My parents are just now moving out of the house we moved into when I was 4. It was built around 1926-27 with a slate roof. The roof began leaking soon after we moved in in 1985, but like others have said, slate is expensive! It was patched repeatedly before the parents finally broke down and had it replaced about a year ago. Now it’s got a type of shingle roof on it, but it still looks great. It was the original slate from 1926, so the roof lasted relatively intact for 80 years. Most of the slate still looks great, it’s the underpinings that were rotted away because pieces of slate had fallen off to expose them.
-Lil
Basicly, they work better then the alternatives.
A roof is a complex machine with a lot of parts. Believe me, its true. Drop a couple of trees through your roof ( I live in Katrinaland), and find out how hard it is to repair. Even when the plywood is still intact, it isn’t easy. When insurance costed out my new roof the shingle part was only half the cost. Vents, damaged plywood, chimmnys, edging, etc.

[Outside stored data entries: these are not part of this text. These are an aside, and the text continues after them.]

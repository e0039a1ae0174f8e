//! Allow-listed resource catalogue.
//!
//! Resources attached to plans and surfaced in replies come only from this
//! list, keyed by intent and language. The model never invents a URL or a
//! phone number.

use shared_types::{Intent, PlanResource, PlanStep, ResourceKind, ResourceRef};

#[derive(Debug, Clone, Copy, PartialEq, Eq)]
pub enum Language {
    Indonesian,
    English,
}

impl Language {
    /// Cheap heuristic, good enough for resource selection: count Indonesian
    /// function words. The transport can override when it knows the locale.
    pub fn detect(text: &str) -> Language {
        const MARKERS: &[&str] = &[
            "aku", "saya", "kamu", "yang", "banget", "gak", "nggak", "udah", "tidak", "tolong",
            "sama", "mau", "bisa", "gimana", "kenapa",
        ];
        let lowered = text.to_lowercase();
        let hits = lowered
            .split_whitespace()
            .filter(|w| MARKERS.contains(w))
            .count();
        if hits >= 2 {
            Language::Indonesian
        } else {
            Language::English
        }
    }
}

struct CatalogueEntry {
    label_id: &'static str,
    label_en: &'static str,
    reference: &'static str,
    is_url: bool,
    kind: ResourceKind,
    /// Topics/intents this entry serves; `"*"` matches everything.
    topics: &'static [&'static str],
    crisis: bool,
}

impl CatalogueEntry {
    fn to_resource(&self, language: Language) -> PlanResource {
        let label = match language {
            Language::Indonesian => self.label_id,
            Language::English => self.label_en,
        };
        let reference = if self.is_url {
            ResourceRef::Url(self.reference.to_string())
        } else {
            ResourceRef::Id(self.reference.to_string())
        };
        PlanResource {
            label: label.to_string(),
            reference,
            kind: self.kind,
        }
    }
}

static CATALOGUE: &[CatalogueEntry] = &[
    CatalogueEntry {
        label_id: "Hotline kesehatan jiwa Kemenkes (119 ext. 8)",
        label_en: "Ministry of Health mental health hotline (119 ext. 8)",
        reference: "hotline-119-8",
        is_url: false,
        kind: ResourceKind::Hotline,
        topics: &["crisis_support"],
        crisis: true,
    },
    CatalogueEntry {
        label_id: "Layanan konseling kampus (jam kerja)",
        label_en: "Campus counselling service (office hours)",
        reference: "campus-counselling",
        is_url: false,
        kind: ResourceKind::CampusService,
        topics: &["*"],
        crisis: true,
    },
    CatalogueEntry {
        label_id: "Latihan pernapasan 4-7-8",
        label_en: "4-7-8 breathing exercise",
        reference: "https://resources.aika.example/exercises/breathing-478",
        is_url: true,
        kind: ResourceKind::Exercise,
        topics: &["acute_distress", "general_distress"],
        crisis: false,
    },
    CatalogueEntry {
        label_id: "Grounding 5-4-3-2-1 saat panik",
        label_en: "5-4-3-2-1 grounding for panic",
        reference: "https://resources.aika.example/exercises/grounding-54321",
        is_url: true,
        kind: ResourceKind::Exercise,
        topics: &["acute_distress"],
        crisis: false,
    },
    CatalogueEntry {
        label_id: "Memecah tugas besar jadi langkah kecil",
        label_en: "Breaking a large task into small steps",
        reference: "https://resources.aika.example/articles/task-breakdown",
        is_url: true,
        kind: ResourceKind::Article,
        topics: &["academic_stress", "general_distress"],
        crisis: false,
    },
    CatalogueEntry {
        label_id: "Menjaga pola tidur saat musim ujian",
        label_en: "Protecting sleep during exam season",
        reference: "https://resources.aika.example/articles/sleep-hygiene",
        is_url: true,
        kind: ResourceKind::Article,
        topics: &["academic_stress", "general_distress", "general_support"],
        crisis: false,
    },
    CatalogueEntry {
        label_id: "Audio relaksasi 10 menit",
        label_en: "10-minute guided relaxation audio",
        reference: "https://resources.aika.example/audio/relaxation-10min",
        is_url: true,
        kind: ResourceKind::Audio,
        topics: &["acute_distress", "general_distress", "general_support"],
        crisis: false,
    },
    CatalogueEntry {
        label_id: "Jurnal syukur harian",
        label_en: "Daily gratitude journaling guide",
        reference: "https://resources.aika.example/articles/gratitude-journal",
        is_url: true,
        kind: ResourceKind::Article,
        topics: &["general_support", "general_distress"],
        crisis: false,
    },
];

/// Resources for a classified intent, most specific first.
pub fn resources_for(intent: &Intent, language: Language, limit: usize) -> Vec<PlanResource> {
    let topic = intent.as_str();
    let mut out: Vec<PlanResource> = CATALOGUE
        .iter()
        .filter(|e| e.topics.contains(&topic))
        .map(|e| e.to_resource(language))
        .collect();
    // Pad with general entries so every plan has something to lean on.
    if out.len() < limit {
        for e in CATALOGUE.iter().filter(|e| e.topics.contains(&"*")) {
            let r = e.to_resource(language);
            if !out.iter().any(|existing| existing.label == r.label) {
                out.push(r);
            }
        }
    }
    out.truncate(limit);
    out
}

/// Free-text topic lookup for the resources tool. Unknown topics fall back
/// to the general set rather than an empty reply.
pub fn resources_by_topic(topic: &str, language: Language, limit: usize) -> Vec<PlanResource> {
    let intent = Intent::parse(&topic.trim().to_lowercase().replace(' ', "_"));
    let found = resources_for(&intent, language, limit);
    if !found.is_empty() {
        return found;
    }
    resources_for(&Intent::GeneralSupport, language, limit)
}

/// Emergency resources attached to every crisis reply.
pub fn crisis_resources(language: Language) -> Vec<PlanResource> {
    CATALOGUE
        .iter()
        .filter(|e| e.crisis)
        .map(|e| e.to_resource(language))
        .collect()
}

/// Pre-reviewed fallback plan used when generation fails. Content is fixed
/// and has already passed clinical review; it must never be edited by model
/// output.
pub fn canned_coping_plan(language: Language) -> (String, Vec<PlanStep>) {
    match language {
        Language::Indonesian => (
            "Langkah kecil untuk hari ini".to_string(),
            vec![
                PlanStep {
                    order: 1,
                    title: "Tarik napas dulu".to_string(),
                    body: "Duduk dengan nyaman dan ambil napas pelan selama dua menit. \
                           Tidak perlu memperbaiki apa pun dulu."
                        .to_string(),
                    est_duration_min: 2,
                },
                PlanStep {
                    order: 2,
                    title: "Tulis satu hal yang paling berat".to_string(),
                    body: "Tuliskan satu kalimat tentang hal yang paling membebani pikiranmu \
                           sekarang. Menuliskannya membantu otak melepaskannya sebentar."
                        .to_string(),
                    est_duration_min: 5,
                },
                PlanStep {
                    order: 3,
                    title: "Pilih satu langkah kecil".to_string(),
                    body: "Pilih satu tindakan kecil yang bisa selesai dalam sepuluh menit, \
                           lalu lakukan hanya itu."
                        .to_string(),
                    est_duration_min: 10,
                },
                PlanStep {
                    order: 4,
                    title: "Hubungi satu orang".to_string(),
                    body: "Kirim pesan singkat ke teman atau keluarga yang kamu percaya. \
                           Cukup menyapa, tidak harus bercerita panjang."
                        .to_string(),
                    est_duration_min: 5,
                },
            ],
        ),
        Language::English => (
            "Small steps for today".to_string(),
            vec![
                PlanStep {
                    order: 1,
                    title: "Breathe first".to_string(),
                    body: "Sit comfortably and breathe slowly for two minutes. \
                           Nothing needs fixing yet."
                        .to_string(),
                    est_duration_min: 2,
                },
                PlanStep {
                    order: 2,
                    title: "Name the heaviest thing".to_string(),
                    body: "Write one sentence about what weighs on you most right now. \
                           Putting it on paper lets your mind set it down for a moment."
                        .to_string(),
                    est_duration_min: 5,
                },
                PlanStep {
                    order: 3,
                    title: "Pick one small step".to_string(),
                    body: "Choose a single action you can finish in ten minutes, \
                           then do only that."
                        .to_string(),
                    est_duration_min: 10,
                },
                PlanStep {
                    order: 4,
                    title: "Reach out to one person".to_string(),
                    body: "Send a short message to a friend or family member you trust. \
                           A hello is enough; no long story required."
                        .to_string(),
                    est_duration_min: 5,
                },
            ],
        ),
    }
}

#[cfg(test)]
mod tests {
    use super::*;

    #[test]
    fn detects_indonesian_from_function_words() {
        assert_eq!(
            Language::detect("Aku stres banget sama skripsi"),
            Language::Indonesian
        );
        assert_eq!(
            Language::detect("I feel stressed about my thesis"),
            Language::English
        );
    }

    #[test]
    fn academic_stress_gets_relevant_resources() {
        let resources = resources_for(&Intent::AcademicStress, Language::Indonesian, 3);
        assert!(!resources.is_empty());
        assert!(resources.len() <= 3);
        assert!(resources
            .iter()
            .any(|r| r.label.contains("tugas") || r.label.contains("tidur")));
    }

    #[test]
    fn unknown_topic_falls_back_to_general() {
        let resources = resources_by_topic("quantum homesickness", Language::English, 3);
        assert!(!resources.is_empty());
    }

    #[test]
    fn crisis_resources_include_a_hotline() {
        let resources = crisis_resources(Language::Indonesian);
        assert!(resources
            .iter()
            .any(|r| matches!(r.kind, ResourceKind::Hotline)));
    }

    #[test]
    fn canned_plan_is_well_formed_in_both_languages() {
        for lang in [Language::Indonesian, Language::English] {
            let (title, steps) = canned_coping_plan(lang);
            assert!(!title.is_empty());
            assert!(steps.len() >= 3);
            for step in &steps {
                assert!((1..=20).contains(&step.est_duration_min));
                assert!(step.body.chars().count() <= 500);
            }
        }
    }
}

As for the shingles vs continuous membranes, well all I can say is imagine a bunch of guys walking around on that membrane-before it has been completely adhered to the roof however that might be done, cutting holes for all the vents in the roof. And don’t forget to get the membrane laid down correctly in all the valleys. And remember rain has a tendancy to find the smallest hole. Roofing crews know how to lay shingles.
Besides, people are conservative in their tastes. If all your neighbors have shingle roofs, they aren’t going to welcome someone trying something new.
I visited a model home at our state university. It was deliberately half-built. They had some very impressive membranes available for the roof. You can get stuff that looks like it would withstand a bullet much less a hailstorm, but I haven’t seen anyone around here actually use them.
My house and alot of the houses around me have a slate roofs. I like slate. To put on a slate roof today is very expensive and the main reason it isn’t done.
If I have to roof my next house I’ll probably opt for Dura-slate. It is a recycled material that looks like slate. It caries a 50 year warrenty, which is better then most asphault shingles. Cost wise it is more expensive labor wise it’s about the same.
I think asphault shingles look far better then metal roofs. Asphault is generaly cheaper then alternives and it is easy to install. Overall its a decent mid grade product. I can’t think of anything that would compete well against it.
With the large membrane idea it seems like it would have many issues to deal with. It is only as strong as its weakest points. You’d have to do cut outs and seams for chimneys and vents. That would be alot of work.
Flat top buildings use rubber roofing which is seemed togther using a torch. They are not any less likely to leak then shingled roofs. Walk around a wallmart or a home depot during a rain storm or after heavy snow you will see a number of leaks. You could use rubber roofing on a ptched roof and it would probably do a really good job and be far less likely to leak but dahm would it be ugly.
As for steel studs for years they were cheaper. They are not anywhere near as flexable in terms of use as wood. By the time the building market got used to them and started considering steel for different aspects of general home construction, steel studs got more expensive then wood. Today they are still more costly and are mostly used in comercial construction because of fire codes.
Also when considering what is better for the enviroment, why would anyone say using steel is better then wood? Wood grows on trees. It doesn’t involve mining. It uses alot less petrolium to produce and deliver. Most construction lumber is fast growing pine. Damage done is barely noticable less then a generation later.